Que l’on travaille en institution ou en privé, nous accueillons soit comme intervenant ou psychothérapeute des personnes qui se confrontent à elles-mêmes et qui ont l’impression de ne pas être capables de résoudre leurs problèmes.
Serions-nous différents ? Sommes-nous épargnés par les problèmes ? Non ! Il suffit de voir comme nous sommes conformistes, ancrés dans des habitudes sécurisantes, souvent par peur du jugement d’autrui. Or précisément, c’est dans la rencontre avec l’autre que l’on se révèle combien on est répétitif, prisonnier de ses habitudes ou au contraire audacieux, créatif, cherchant des issues. Bien sûr, nos attitudes sont intimement liées au modèle relationnel des personnes que nous rencontrons. Et a priori, le modèle paraît peu stimulant. Mais détrompez-vous, si le modèle nous paralyse, il est très intéressant. C’est une aubaine pour nous interroger pour nous avec eux.

Cette rencontre à plus d’un titre est privilégiée. D’abord, parce que les consultants se sont mis au travail depuis souvent très longtemps pour tenter d’apporter des améliorations à leurs conditions ensuite, parce que le recours à la consultation psychothérapeutique est une convocation de mise au travail pour eux et nous. Et c’est une rencontre privilégiée en raison de son contenu intime, sincère, à la recherche d’une amélioration d’eux-mêmes.
Comment pouvons-nous exploiter cette richesse ? Comment pouvons-nous la mettre au profit de notre propre développement ?

Certains en feront des recherches, d’autres des théories. Notre ambition est plus simple, nous espérons seulement nous en rendre bénéficiaires et partager ce bénéfice avec d’autres. Un peu comme si ces rencontres allaient stimuler notre besoin de nous rendre plus libres, plus rebelles dans notre besoin d’ouverture et moins conformiste.

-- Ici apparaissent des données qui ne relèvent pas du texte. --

//! Core logic for the termfolio desktop.
//!
//! This crate provides:
//! - [`Interpreter`] with the built-in command table and [`CommandResult`]
//! - [`Session`] line log, history and input editing
//! - [`autocomplete`] tab completion and ghost-text hints
//! - [`WindowFrame`] geometry and window state machine
//! - [`Desktop`], the owner of all windows, driven by [`Desktop::tick`]
//! - [`ThemeStore`] with pluggable [`ThemeStorage`] persistence
//! - [`launcher`] catalogue and [`format`] inline styling for the front end
//!
//! Nothing here touches the DOM or a clock, so everything is testable on the
//! host target.

pub mod autocomplete;
pub mod commands;
pub mod config;
pub mod desktop;
pub mod error;
pub mod format;
pub mod launcher;
pub mod models;
pub mod session;
pub mod theme;
pub mod timers;
pub mod window;

pub use autocomplete::{Completion, Selection};
pub use commands::{Builtin, Command, CommandContext, CommandResult, Interpreter};
pub use desktop::{Desktop, Preview, TerminalWindow, WindowId};
pub use error::{CommandError, DatasetError, StorageError, ThemeError};
pub use format::Span;
pub use launcher::LauncherEntry;
pub use models::{LineKind, Point, Portfolio, Rect, Size, TerminalLine, Viewport};
pub use session::{HistoryDirection, Session, SubmitOutcome};
pub use theme::{MemoryStorage, SubscriptionId, Theme, ThemeCatalog, ThemeStorage, ThemeStore};
pub use timers::Millis;
pub use window::{ResizeEdge, WindowFrame, WindowStateKind};
//! Canned response pools for the playful commands.
//!
//! `sudo` and `fortune` pick uniformly from these; callers should treat their
//! output as "one of" the entries rather than a specific line.

/// Responses to any `sudo` invocation.
pub const SUDO_RESPONSES: &[&str] = &[
    "Nice try! 😄 This is a portfolio, not a real terminal.",
    "sudo: permission denied. You're not in the sudoers file.",
    "With great power comes great responsibility... but not here!",
    "sudo make me a sandwich? How about we just talk about my projects instead!",
    "Access denied! But you can access my GitHub without sudo.",
];

/// Quotes and jokes returned by `fortune`.
pub const FORTUNES: &[&str] = &[
    "\"Code is like humor. When you have to explain it, it's bad.\" - Cory House",
    "\"First, solve the problem. Then, write the code.\" - John Johnson",
    "\"Experience is the name everyone gives to their mistakes.\" - Oscar Wilde",
    "\"Programming isn't about what you know; it's about what you can figure out.\" - Chris Pine",
    "\"The best error message is the one that never shows up.\" - Thomas Fuchs",
    "Fun fact: I can debug code faster than I can explain why it works! 🐛",
    "Coffee + Code = ❤️ (The universal developer equation)",
    "I speak fluent Rust, but I'm still learning human. 😄",
    "My code doesn't always work, but when it does, I have no idea why.",
    "Debugging: Being the detective in a crime movie where you're also the murderer. 🕵️",
];

/// Left column of the `neofetch` block.
pub const NEOFETCH_ART: &[&str] = &[
    "       ██████       ",
    "     ██████████     ",
    "   ██████████████   ",
    "  ████████████████  ",
    " ██████████████████ ",
    " ██████████████████ ",
    " ██████████████████ ",
    " ██████████████████ ",
    " ██████████████████ ",
    "  ████████████████  ",
    "   ██████████████   ",
    "     ██████████     ",
    "       ██████       ",
];

/// Navigation tips appended to `help`.
pub const HELP_TIPS: &[&str] = &[
    "Navigation tips:",
    "  • Use TAB for autocompletion",
    "  • Use ↑/↓ arrows for command history",
    "  • Type a command followed by --help for more info",
];

/// Files `cat` understands besides the numbered project files.
pub const STATIC_FILES: &[&str] = &["about.txt", "resume.pdf", "readme.md"];
mod app;
mod components;
mod config;
mod utils;

use app::App;
use leptos::prelude::*;
use wasm_bindgen::JsCast;

use crate::config::{LOG_LEVEL, MOUNT_ELEMENT_ID};

fn main() {
    console_error_panic_hook::set_once();
    if let Err(e) = utils::logger::init(LOG_LEVEL) {
        web_sys::console::warn_1(&format!("console logger not installed: {}", e).into());
    }

    let root = document()
        .get_element_by_id(MOUNT_ELEMENT_ID)
        .expect("Failed to find #app element")
        .unchecked_into::<web_sys::HtmlElement>();

    mount_to(root, App).forget();
}
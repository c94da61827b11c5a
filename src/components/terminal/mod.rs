mod boot;
mod caret;
mod input;
mod output;
mod terminal;

pub use boot::Boot;
pub use input::Input;
pub use output::Output;
pub use terminal::Terminal;
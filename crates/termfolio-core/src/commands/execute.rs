//! Command handlers.
//!
//! Every handler is pure given its arguments and the portfolio, except
//! `theme`, which writes the preference through the theme store, and the
//! random picks of `sudo` and `fortune`.

use std::sync::LazyLock;

use rand::seq::SliceRandom;
use regex::Regex;

use crate::config::{HELP_NAME_WIDTH, NEOFETCH_SKILLS};
use crate::error::CommandError;
use crate::models::{Portfolio, Project};

use super::text::{FORTUNES, HELP_TIPS, NEOFETCH_ART, STATIC_FILES, SUDO_RESPONSES};
use super::{Builtin, CommandContext, CommandResult, Interpreter};

static PROJECT_FILE: LazyLock<Regex> =
    LazyLock::new(|| Regex::new(r"^project([0-9]+)\.txt$").expect("project file pattern is valid"));

/// Inner width of the boxes drawn by `about` and `cat project<N>.txt`.
const BOX_WIDTH: usize = 45;
/// Inner width of the info panel drawn by `neofetch`.
const NEOFETCH_WIDTH: usize = 29;

/// Run `builtin` with `args`.
pub(super) fn run(
    builtin: Builtin,
    args: &[String],
    interpreter: &Interpreter,
    ctx: &mut CommandContext<'_>,
) -> Result<CommandResult, CommandError> {
    let portfolio = interpreter.portfolio();

    let result = match builtin {
        Builtin::Help => execute_help(interpreter),
        Builtin::About => execute_about(portfolio),
        Builtin::Projects => execute_projects(args, portfolio),
        Builtin::Contact => execute_contact(portfolio),
        Builtin::Resume => execute_resume(portfolio),
        Builtin::Clear => CommandResult::clear(),
        Builtin::Exit => execute_exit(portfolio),
        Builtin::Sudo => execute_sudo(args, ctx),
        Builtin::Ls => execute_ls(args, portfolio),
        Builtin::Cat => execute_cat(args, portfolio),
        Builtin::Fortune => pick(FORTUNES, ctx),
        Builtin::Neofetch => execute_neofetch(portfolio, ctx),
        Builtin::Theme => return execute_theme(args, ctx),
        Builtin::Gui => execute_gui(),
    };
    Ok(result)
}

fn pick(pool: &[&str], ctx: &mut CommandContext<'_>) -> CommandResult {
    let line = pool.choose(&mut *ctx.rng).copied().unwrap_or_default();
    CommandResult::output([line])
}

fn bullets<'a>(marker: &'a str, items: &'a [String]) -> impl Iterator<Item = String> + 'a {
    items.iter().map(move |item| format!("  {} {}", marker, item))
}

fn execute_help(interpreter: &Interpreter) -> CommandResult {
    let mut output = vec!["Available commands:".to_string(), String::new()];
    output.extend(interpreter.list_commands().map(|cmd| {
        format!(
            "  {:<width$} - {}",
            cmd.name,
            cmd.description,
            width = HELP_NAME_WIDTH
        )
    }));
    output.push(String::new());
    output.extend(HELP_TIPS.iter().map(|s| s.to_string()));
    CommandResult::output(output)
}

fn execute_about(portfolio: &Portfolio) -> CommandResult {
    let rule = "─".repeat(BOX_WIDTH);
    let mut output = vec![
        format!("╭{}╮", rule),
        format!("│{:^width$}│", portfolio.name, width = BOX_WIDTH),
        format!("│{:^width$}│", portfolio.title, width = BOX_WIDTH),
        format!("╰{}╯", rule),
        String::new(),
        portfolio.bio.clone(),
        String::new(),
        "Skills & Technologies:".to_string(),
    ];
    output.extend(bullets("•", &portfolio.skills));
    output.extend(
        [
            "",
            "Want to know more? Try these commands:",
            "  projects  - View my work",
            "  contact   - Get in touch",
            "  resume    - See my experience",
        ]
        .map(String::from),
    );
    CommandResult::output(output)
}

fn execute_projects(args: &[String], portfolio: &Portfolio) -> CommandResult {
    if !args.is_empty() {
        return CommandResult::output(["Usage: projects"]);
    }

    let mut output = vec!["Projects Portfolio:".to_string(), String::new()];
    for (i, project) in portfolio.projects.iter().enumerate() {
        let n = i + 1;
        output.push(format!("{}. {}", n, project.name));
        output.push(format!("   {}", project.description));
        output.push(format!("   Tech: {}", project.technologies.join(", ")));
        output.push(format!("   Commands: cat project{}.txt", n));
        output.push(String::new());
    }
    output.push("Use \"cat project<number>.txt\" for detailed information.".to_string());
    CommandResult::output(output)
}

fn execute_contact(portfolio: &Portfolio) -> CommandResult {
    let contact = &portfolio.contact;
    CommandResult::output([
        format!("Contact Information for {}:", portfolio.name),
        String::new(),
        format!("📧 Email:    {}", contact.email),
        format!("💼 LinkedIn: {}", contact.linkedin),
        format!("🐙 GitHub:   {}", contact.github),
        format!(
            "📱 Phone:    {}",
            contact.phone.as_deref().unwrap_or("Available upon request")
        ),
        format!("📍 Location: {}", contact.location),
        String::new(),
        "Feel free to reach out! I'm always open to new opportunities".to_string(),
        "and interesting conversations about technology.".to_string(),
    ])
}

fn execute_resume(portfolio: &Portfolio) -> CommandResult {
    let resume = &portfolio.resume;
    CommandResult::output([
        format!("{}'s Resume Summary:", portfolio.name),
        String::new(),
        resume.summary.clone(),
        String::new(),
        format!("Last Updated: {}", resume.last_updated),
        format!("Download: {}", resume.download_url),
        String::new(),
        "For detailed experience, skills, and education,".to_string(),
        "please download the full resume using the link above.".to_string(),
    ])
}

fn execute_exit(portfolio: &Portfolio) -> CommandResult {
    CommandResult::exit([
        "Thanks for visiting my portfolio! 👋".to_string(),
        String::new(),
        "Before you go:".to_string(),
        "  • Check out my projects on GitHub".to_string(),
        "  • Connect with me on LinkedIn".to_string(),
        "  • Feel free to reach out anytime".to_string(),
        String::new(),
        "logout".to_string(),
        String::new(),
        format!("Connection to {} closed.", portfolio.identity.closing_host),
    ])
}

fn execute_sudo(args: &[String], ctx: &mut CommandContext<'_>) -> CommandResult {
    let mut result = pick(SUDO_RESPONSES, ctx);
    if !args.is_empty() {
        result.output.extend([
            String::new(),
            format!("Attempted command: sudo {}", args.join(" ")),
            "Try running the command without sudo, or check out my actual projects!".to_string(),
        ]);
    }
    result
}

fn execute_ls(args: &[String], portfolio: &Portfolio) -> CommandResult {
    let user = &portfolio.identity.user;
    let entry = |mode: &str, links: u8, size: &str, name: &str| {
        format!("{}  {} {} {} {} Oct  1 12:00 {}", mode, links, user, user, size, name)
    };

    let long = args.iter().any(|a| a == "-la" || a == "-al");
    if !long {
        return CommandResult::output([
            "projects/  skills/  contact/  about.txt  resume.pdf  README.md",
            "",
            "Use \"ls -la\" for detailed view or try these commands:",
            "  cat about.txt    - Learn about me",
            "  cd projects/     - View my projects (just kidding, use \"projects\")",
            "  cat resume.pdf   - View resume info",
        ]);
    }

    CommandResult::output([
        "total 24".to_string(),
        entry("drwxr-xr-x", 5, "4096", "."),
        entry("drwxr-xr-x", 3, "4096", ".."),
        entry("-rw-r--r--", 1, " 220", ".bash_logout"),
        entry("-rw-r--r--", 1, "3771", ".bashrc"),
        entry("-rw-r--r--", 1, " 807", ".profile"),
        entry("drwxr-xr-x", 2, "4096", "projects/"),
        entry("drwxr-xr-x", 2, "4096", "skills/"),
        entry("drwxr-xr-x", 2, "4096", "contact/"),
        entry("-rw-r--r--", 1, "2048", "about.txt"),
        entry("-rw-r--r--", 1, "1024", "resume.pdf"),
        entry("-rw-r--r--", 1, " 512", "README.md"),
    ])
}

fn execute_cat(args: &[String], portfolio: &Portfolio) -> CommandResult {
    let Some(file) = args.first() else {
        // Bare `cat` explains itself instead of failing
        let mut output = vec![
            "cat: missing file operand".to_string(),
            "Try: cat <filename>".to_string(),
            String::new(),
            "Readable files:".to_string(),
        ];
        output.extend(STATIC_FILES.iter().map(|f| format!("  {}", f)));
        output.extend((1..=portfolio.projects.len()).map(|n| format!("  project{}.txt", n)));
        return CommandResult::output(output);
    };
    let filename = file.to_lowercase();

    if let Some(caps) = PROJECT_FILE.captures(&filename) {
        let digits = &caps[1];
        return match digits.parse().ok().and_then(|n| portfolio.project(n)) {
            Some(project) => project_sheet(project),
            None => CommandResult::error([format!(
                "cat: project{}.txt: No such file or directory",
                digits
            )]),
        };
    }

    match filename.as_str() {
        "about.txt" => execute_about(portfolio),
        "resume.pdf" => execute_resume(portfolio),
        "readme.md" => readme(portfolio),
        _ => CommandResult::error([format!("cat: {}: No such file or directory", filename)]),
    }
}

fn project_sheet(project: &Project) -> CommandResult {
    // Header: "╭─ " + name + " " + fill, same outer width as the bottom rule
    let fill = (BOX_WIDTH + 2).saturating_sub(project.name.chars().count() + 3).max(1);
    let mut output = vec![
        format!("╭─ {} {}╮", project.name, "─".repeat(fill)),
        format!("│ {:<width$} │", project.description, width = BOX_WIDTH),
        format!("╰{}╯", "─".repeat(BOX_WIDTH + 2)),
        String::new(),
        project.details.clone(),
        String::new(),
        "Technologies Used:".to_string(),
    ];
    output.extend(bullets("•", &project.technologies));
    output.push(String::new());
    output.push("Links:".to_string());
    if let Some(url) = &project.github_url {
        output.push(format!("  🐙 GitHub: {}", url));
    }
    if let Some(url) = &project.live_url {
        output.push(format!("  🌐 Live Demo: {}", url));
    }
    CommandResult::output(output)
}

fn readme(portfolio: &Portfolio) -> CommandResult {
    let mut output = vec![format!("# {}'s Terminal Portfolio", portfolio.name)];
    output.extend(
        [
            "",
            "Welcome to my interactive terminal portfolio!",
            "",
            "## Available Commands",
            "- `help` - Show all available commands",
            "- `about` - Learn about me",
            "- `projects` - View my projects",
            "- `contact` - Get my contact info",
            "- `resume` - View resume summary",
            "",
            "## Fun Commands",
            "- `neofetch` - System info with style",
            "- `fortune` - Random quotes and facts",
            "- `ls` - List directory contents",
            "",
            "Enjoy exploring! 🚀",
        ]
        .map(String::from),
    );
    CommandResult::output(output)
}

fn execute_neofetch(portfolio: &Portfolio, ctx: &CommandContext<'_>) -> CommandResult {
    let identity = &portfolio.identity;
    let info = [
        format!("OS: {} {}", identity.os, identity.version),
        "Host: Portfolio Terminal".to_string(),
        "Kernel: Rust + WebAssembly".to_string(),
        "Uptime: 5+ years coding".to_string(),
        "Shell: Developer Shell".to_string(),
        "Resolution: Problem Solver".to_string(),
        "DE: VS Code / IntelliJ".to_string(),
        "WM: Browser DevTools".to_string(),
        format!("Theme: {}", ctx.themes.current().name),
        "CPU: Coffee Powered".to_string(),
        "Memory: Full of Ideas".to_string(),
        "GPU: Creative Mind".to_string(),
    ];
    let art_width = NEOFETCH_ART.first().map_or(0, |a| a.chars().count());
    let blank = " ".repeat(art_width);
    let rule = "─".repeat(NEOFETCH_WIDTH);

    let panel = std::iter::once(format!("╭{}╮", rule)).chain(
        info.iter()
            .map(|line| format!("│ {:<width$} │", line, width = NEOFETCH_WIDTH - 2)),
    );

    let mut output = vec![blank.clone()];
    output.extend(
        NEOFETCH_ART
            .iter()
            .zip(panel)
            .map(|(art, right)| format!("{}{}", art, right)),
    );
    output.push(format!("{}╰{}╯", blank, rule));
    output.push(String::new());
    output.push(format!(
        "{}@{} ~ $ echo \"Top Skills:\"",
        identity.user, identity.host
    ));
    output.extend(
        portfolio
            .skills
            .iter()
            .take(NEOFETCH_SKILLS)
            .map(|skill| format!("  ● {}", skill)),
    );
    output.push(String::new());
    output.push("Run \"about\" for more information!".to_string());
    CommandResult::output(output)
}

fn execute_theme(
    args: &[String],
    ctx: &mut CommandContext<'_>,
) -> Result<CommandResult, CommandError> {
    let listing: Vec<String> = ctx
        .themes
        .catalog()
        .keys()
        .map(|k| format!("  • {}", k))
        .collect();

    let Some(requested) = args.first().map(|a| a.to_lowercase()) else {
        let mut output = vec!["Available themes:".to_string(), String::new()];
        output.extend(listing);
        output.extend(
            ["", "Usage: theme <name>", "Example: theme dracula"].map(String::from),
        );
        return Ok(CommandResult::output(output));
    };

    if !ctx.themes.catalog().contains(&requested) {
        let mut output = vec![
            format!("Error: Theme '{}' not found.", requested),
            String::new(),
            "Available themes:".to_string(),
        ];
        output.extend(listing);
        return Ok(CommandResult::output(output));
    }

    ctx.themes.set(&requested)?;
    Ok(CommandResult::output([
        format!("Switching to '{}' theme...", requested),
        "Reloading terminal...".to_string(),
    ]))
}

fn execute_gui() -> CommandResult {
    CommandResult::output([
        "GUI mode is not implemented yet! 😅",
        "",
        "But honestly, isn't this terminal interface cooler?",
        "You can find everything you need right here:",
        "",
        "  • about    - Learn about me",
        "  • projects - See my work",
        "  • contact  - Get in touch",
        "",
        "Stay in the matrix! 😎",
    ])
}

// =============================================================================
// Tests
// =============================================================================
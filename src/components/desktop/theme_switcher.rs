//! Theme picker in the top-right corner.
//!
//! Goes through the same theme store as the `theme` command, so the reload
//! subscriber applies the pick.

use leptos::prelude::CollectView;
use leptos::{ev, prelude::*};
use leptos_icons::Icon;

use crate::app::DesktopContext;
use crate::components::icons as ic;

stylance::import_crate_style!(css, "src/components/desktop/theme_switcher.module.css");

#[component]
pub fn ThemeSwitcher() -> impl IntoView {
    let ctx = use_context::<DesktopContext>().expect("DesktopContext must be provided at root");
    let (menu_open, set_menu_open) = signal(false);

    let themes = Memo::new(move |_| {
        ctx.desktop.with(|d| {
            d.themes()
                .catalog()
                .iter()
                .map(|t| (t.key.clone(), t.name.clone()))
                .collect::<Vec<_>>()
        })
    });
    let current = Memo::new(move |_| ctx.desktop.with(|d| d.themes().current_key().to_string()));

    let items = move || {
        themes
            .get()
            .into_iter()
            .map(move |(key, name)| {
                let is_current = {
                    let key = key.clone();
                    move || current.get() == key
                };
                let class = {
                    let is_current = is_current.clone();
                    move || {
                        if is_current() {
                            format!("{} {}", css::item, css::selected)
                        } else {
                            css::item.to_string()
                        }
                    }
                };
                let pick = move |_: ev::MouseEvent| {
                    set_menu_open.set(false);
                    ctx.set_theme(&key);
                };
                view! {
                    <button class=class on:click=pick>
                        <span>{name}</span>
                        <Show when=is_current>
                            <Icon icon=ic::CHECK />
                        </Show>
                    </button>
                }
            })
            .collect_view()
    };

    view! {
        <div class=css::switcher>
            <button
                class=css::toggle
                title="Switch theme"
                on:click=move |_| set_menu_open.update(|v| *v = !*v)
            >
                <Icon icon=ic::PALETTE />
                <span class=css::label>"Theme"</span>
            </button>
            <Show when=move || menu_open.get()>
                <div class=css::scrim on:click=move |_| set_menu_open.set(false)></div>
                <div class=css::menu>
                    <div class=css::menuHeading>"Select Theme"</div>
                    <div class=css::menuList>{items}</div>
                </div>
            </Show>
        </div>
    }
}
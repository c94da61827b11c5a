//! Window chrome around a terminal.
//!
//! Title bar with drag and double-click maximize, the window controls, and
//! eight resize handles. Geometry and state come from the desktop; this
//! component only renders them and forwards pointer input.

use leptos::{ev, prelude::*};
use leptos_icons::Icon;
use termfolio_core::{Point, Rect, ResizeEdge, WindowId, WindowStateKind};

use crate::app::DesktopContext;
use crate::components::icons as ic;
use crate::components::terminal::Terminal;

stylance::import_crate_style!(css, "src/components/desktop/window.module.css");

/// Everything the chrome needs from the desktop for one window.
#[derive(Clone, Copy, Debug, PartialEq, Eq)]
struct Chrome {
    bounds: Rect,
    state: WindowStateKind,
    hidden: bool,
    movable: bool,
    active: bool,
    z_index: usize,
}

fn pointer(ev: &ev::MouseEvent) -> Point {
    Point::new(ev.client_x(), ev.client_y())
}

fn window_style(chrome: &Chrome) -> String {
    let b = chrome.bounds;
    format!(
        "left:{}px;top:{}px;width:{}px;height:{}px;z-index:{};",
        b.left(),
        b.top(),
        b.width(),
        b.height(),
        chrome.z_index + 1,
    )
}

fn window_class(chrome: &Chrome) -> String {
    let mut class = css::window.to_string();
    let extra = [
        (chrome.active, css::active),
        (chrome.state == WindowStateKind::Maximized, css::maximized),
        (chrome.state == WindowStateKind::Minimized, css::minimizing),
        (chrome.state == WindowStateKind::Closing, css::closing),
        (chrome.hidden, css::hidden),
        (!chrome.movable, css::locked),
        (
            matches!(chrome.state, WindowStateKind::Dragging | WindowStateKind::Resizing(_)),
            css::interacting,
        ),
    ];
    for (on, name) in extra {
        if on {
            class.push(' ');
            class.push_str(name);
        }
    }
    class
}

/// The eight edge and corner grips. Each carries its edge in `data-edge`.
fn resize_handles(ctx: DesktopContext, id: WindowId) -> impl IntoView {
    ResizeEdge::ALL
        .into_iter()
        .map(|edge| {
            let on_down = move |ev: ev::MouseEvent| {
                if ev.button() != 0 {
                    return;
                }
                ev.prevent_default();
                ev.stop_propagation();
                ctx.focus(id);
                let at = pointer(&ev);
                ctx.desktop.maybe_update(|d| d.begin_resize(id, edge, at));
            };
            view! { <div class=css::handle data-edge=edge.as_str() on:mousedown=on_down></div> }
        })
        .collect_view()
}

#[component]
pub fn TerminalWindowView(id: WindowId) -> impl IntoView {
    let ctx = use_context::<DesktopContext>().expect("DesktopContext must be provided at root");
    let desktop = ctx.desktop;

    let chrome = Memo::new(move |_| {
        desktop.with(|d| {
            let viewport = d.viewport();
            let z_index = d.windows().iter().position(|w| w.id() == id)?;
            let window = d.window(id)?;
            let frame = window.frame();
            Some(Chrome {
                bounds: frame.layout(viewport),
                state: frame.state(),
                hidden: frame.is_hidden(),
                movable: frame.can_move(viewport),
                active: d.active_id() == Some(id),
                z_index,
            })
        })
    });
    let title = Memo::new(move |_| desktop.with(|d| d.window_title()));
    let maximized = Memo::new(move |_| {
        chrome.with(|c| c.is_some_and(|c| c.state == WindowStateKind::Maximized))
    });

    let handle_activate = move |_: ev::MouseEvent| ctx.focus(id);

    let handle_title_down = move |ev: ev::MouseEvent| {
        if ev.button() != 0 {
            return;
        }
        ev.prevent_default();
        ctx.focus(id);
        let at = pointer(&ev);
        desktop.maybe_update(|d| d.begin_drag(id, at));
    };

    let handle_title_dblclick = move |_: ev::MouseEvent| ctx.toggle_maximize(id);

    // Controls must not start a drag
    let stop = |ev: ev::MouseEvent| ev.stop_propagation();

    view! {
        <div
            class=move || chrome.get().map(|c| window_class(&c)).unwrap_or_default()
            style=move || chrome.get().map(|c| window_style(&c)).unwrap_or_default()
            on:mousedown=handle_activate
        >
            <div
                class=css::titlebar
                on:mousedown=handle_title_down
                on:dblclick=handle_title_dblclick
            >
                <div class=css::controls on:mousedown=stop>
                    <button
                        class=css::close
                        title="Close"
                        on:click=move |_| ctx.close(id)
                    >
                        <Icon icon=ic::CLOSE />
                    </button>
                    <button
                        class=css::control
                        title="Minimize"
                        on:click=move |_| ctx.toggle_minimize(id)
                    >
                        <Icon icon=ic::MINIMIZE />
                    </button>
                    <button
                        class=css::control
                        title=move || if maximized.get() { "Restore" } else { "Maximize" }
                        on:click=move |_| ctx.toggle_maximize(id)
                    >
                        {move || if maximized.get() {
                            view! { <Icon icon=ic::RESTORE /> }.into_any()
                        } else {
                            view! { <Icon icon=ic::MAXIMIZE /> }.into_any()
                        }}
                    </button>
                </div>
                <span class=css::title>{title}</span>
                <button
                    class=css::control
                    title="New Terminal"
                    on:mousedown=stop
                    on:click=move |_| ctx.open_window()
                >
                    <Icon icon=ic::PLUS />
                </button>
            </div>

            <div class=css::body>
                <Terminal id=id />
            </div>

            {resize_handles(ctx, id)}
        </div>
    }
}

Le modèle de la consultation psychothérapeutique

Le psychothérapeute identifie les symptômes psychiques comme des combats pour résoudre un contexte difficile. Il est pris dans la chorégraphie que lui propose le système consultant. Notre présence nous lie aux interactions et nous ne disons pas à l’autre ce qu’il doit faire ou ne pas faire, mais nous nous interrogeons sur notre façon d’interagir avec lui. Sachant que ce que nous avons « subjectivement » sélectionné de son récit nous concerne aussi. Notre regard sur nous permettra d’identifier la responsabilité que nous portons sur la description de nos observations et de chercher à nous clarifier sur nous-mêmes. Si cette clarification nous permet d’avancer, elle fera, par le reflet de nos questionnements, progresser l’autre.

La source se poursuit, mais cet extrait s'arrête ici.